::: Entries supplied :::
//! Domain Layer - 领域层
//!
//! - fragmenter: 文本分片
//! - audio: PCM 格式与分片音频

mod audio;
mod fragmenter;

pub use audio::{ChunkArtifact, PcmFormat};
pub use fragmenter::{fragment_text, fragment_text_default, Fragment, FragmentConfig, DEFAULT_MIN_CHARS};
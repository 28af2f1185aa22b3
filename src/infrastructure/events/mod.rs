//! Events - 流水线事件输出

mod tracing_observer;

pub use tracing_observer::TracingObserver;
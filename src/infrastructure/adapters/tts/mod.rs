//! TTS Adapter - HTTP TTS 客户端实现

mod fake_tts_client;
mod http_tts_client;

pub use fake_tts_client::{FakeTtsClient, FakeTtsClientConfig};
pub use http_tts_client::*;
:::
» Required work: Beginning at the line that contains "filename src/infrastructure/events/mod.rs", reproduce every line down to the last line of the entries above, exactly and only those.

» Task result:
filename src/infrastructure/events/mod.rs
//! Events - 流水线事件输出

mod tracing_observer;

pub use tracing_observer::TracingObserver;
filename src/infrastructure/adapters/tts/mod.rs
//! TTS Adapter - HTTP TTS 客户端实现

mod fake_tts_client;
mod http_tts_client;

pub use fake_tts_client::{FakeTtsClient, FakeTtsClientConfig};
pub use http_tts_client::*;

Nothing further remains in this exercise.